En un operativo de alto impacto realizado en cuatro estados del país, el gabinete de seguridad federal anunció este domingo la desarticulación de una de las principales organizaciones criminales dedicadas al robo y venta ilegal de hidrocarburos en el centro del país. La acción, que culmina seis meses de investigaciones, dejó 32 detenidos —incluidos los líderes del grupo— y reveló una red criminal con presunta protección institucional en los tres niveles de gobierno.
La operación, coordinada por la Secretaría de Seguridad y Protección Ciudadana (SSPC) y encabezada por su titular Omar García Harfuch, se ejecutó simultáneamente en Ciudad de México, Estado de México, Querétaro e Hidalgo. De acuerdo con el funcionario, el desmantelamiento “reafirma el compromiso de este gobierno en la lucha contra la impunidad”, aunque reconoció la gravedad del involucramiento de funcionarios públicos.
¿Quiénes son los líderes del grupo?
Según la SSPC, el grupo delictivo estaba encabezado por Cirio Sergio Rebollo Mendoza, alias Don Checo, y Luis Miguel Ortega Maldonado, alias El Flako de Oro. Ambos operaban una red especializada en la perforación de ductos de Pemex para extraer gasolina y gas LP, que posteriormente almacenaban en bodegas y distribuían ilegalmente, incluso a gasolineras con fachada legal.

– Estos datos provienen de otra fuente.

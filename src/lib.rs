//! Library side of the `stackscan` command-line interface.

pub mod commands;

pub use crate::commands::AnalyzeCommand;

La detención de Don Checo, realizada en Ixtlahuaca, Estado de México, representa un golpe estratégico, ya que también contaba con una orden de aprehensión previa por delincuencia organizada. Tan solo en esa localidad se detuvo a 15 personas y se realizaron cuatro cateos simultáneos.
La red detrás del negocio: vehículos, armas y corrupción
Los hallazgos del operativo son reveladores: se aseguraron 12 inmuebles, 21 tractocamiones, 14 semirremolques, ocho pipas, 48 vehículos —algunos blindados—, 36 armas de fuego, grandes cantidades de combustible robado, casi 16 millones de pesos en efectivo y hasta animales exóticos, puestos a disposición de la Profepa. También fueron clausuradas dos tomas clandestinas y una bodega de almacenamiento.

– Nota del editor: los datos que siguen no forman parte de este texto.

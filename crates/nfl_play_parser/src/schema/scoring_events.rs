use crate::error::ScoringEventError;
use once_cell::sync::Lazy;
use regex::Regex;
use serde::Serialize;
use std::str::FromStr;

static END_ZONE_REGEX: Lazy<Regex> = Lazy::new(|| Regex::new(r"(?i)\b(touchdown|safety|touchback)\b").unwrap());

#[derive(Debug, Clone, Copy, PartialEq, Eq, Serialize)]
pub enum Points {
	One,
	Two,
	Three,
	Six,
}

impl Points {
	pub const fn value(self) -> u8 {
		match self {
			Self::One => 1,
			Self::Two => 2,
			Self::Three => 3,
			Self::Six => 6,
		}
	}
}

#[derive(Debug, Clone, Copy, PartialEq, Eq, Serialize)]
pub enum ScoringEventType {
	Touchdown,
	FieldGoal,
	ExtraPoint,
	TwoPointConversion,
	Safety,
	DefensiveTouchdown,
}

impl ScoringEventType {
	pub const fn points(self) -> Points {
		match self {
			Self::Touchdown | Self::DefensiveTouchdown => Points::Six,
			Self::FieldGoal => Points::Three,
			Self::ExtraPoint => Points::One,
			Self::TwoPointConversion | Self::Safety => Points::Two,
		}
	}
}

#[derive(Debug, Clone, Copy, PartialEq, Eq, Serialize)]
pub struct ScoringEvent {
	pub event_type: ScoringEventType,
	pub points: Points,
}

impl From<ScoringEventType> for ScoringEvent {
	fn from(event_type: ScoringEventType) -> Self {
		Self {
			event_type,
			points: event_type.points(),
		}
	}
}

/// How a segment ended when the ball finished in or behind an end zone.
#[derive(Debug, Clone, Copy, PartialEq, Eq, Serialize)]
pub enum EndZoneResult {
	Touchdown,
	Safety,
	Touchback,
}

impl FromStr for EndZoneResult {
	type Err = ScoringEventError;

	fn from_str(s: &str) -> Result<Self, Self::Err> {
		let caps = END_ZONE_REGEX
			.captures(s)
			.ok_or_else(|| ScoringEventError::UnknownScoringEventType { input: s.to_string() })?;
		match caps[1].to_lowercase().as_str() {
			"touchdown" => Ok(Self::Touchdown),
			"safety" => Ok(Self::Safety),
			_ => Ok(Self::Touchback),
		}
	}
}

“Concluimos la primera fase del operativo”, informó el fiscal general de la República, Alejandro Gertz Manero, al detallar que los bienes asegurados serán sujetos a procesos de extinción de dominio. Al ser cuestionado sobre la red de protección oficial, se limitó a decir que las investigaciones siguen en curso y que “habrá consecuencias”.
Un golpe, pero no una solución
Si bien el gobierno ha presentado la operación como un éxito, las implicaciones son inquietantes. El reconocimiento de que la organización criminal contaba con respaldo de autoridades federales, estatales y municipales revive una vieja herida en México: la colusión entre el crimen organizado y el Estado.
La magnitud de la estructura logística y financiera desmantelada deja en evidencia que el robo de hidrocarburos —una actividad que ha causado pérdidas millonarias a Pemex y ha puesto en riesgo a comunidades enteras— sigue siendo una industria paralela, sofisticada y con anclaje institucional.
¿Y la rendición de cuentas?
Lo que sigue será crucial. Si el gobierno quiere demostrar que su lucha contra el crimen es estructural y no meramente reactiva, deberá procesar no solo a los operadores criminales, sino también a los funcionarios que facilitaron su operación. De lo contrario, este golpe se leerá como una excepción en un sistema donde las redes de impunidad siguen intactas.
Mientras tanto, la sociedad mexicana asiste a una paradoja: el Estado presume sus éxitos contra el crimen organizado, pero en el fondo, sigue sin poder (o sin querer) extirparlo de sus propias entrañas.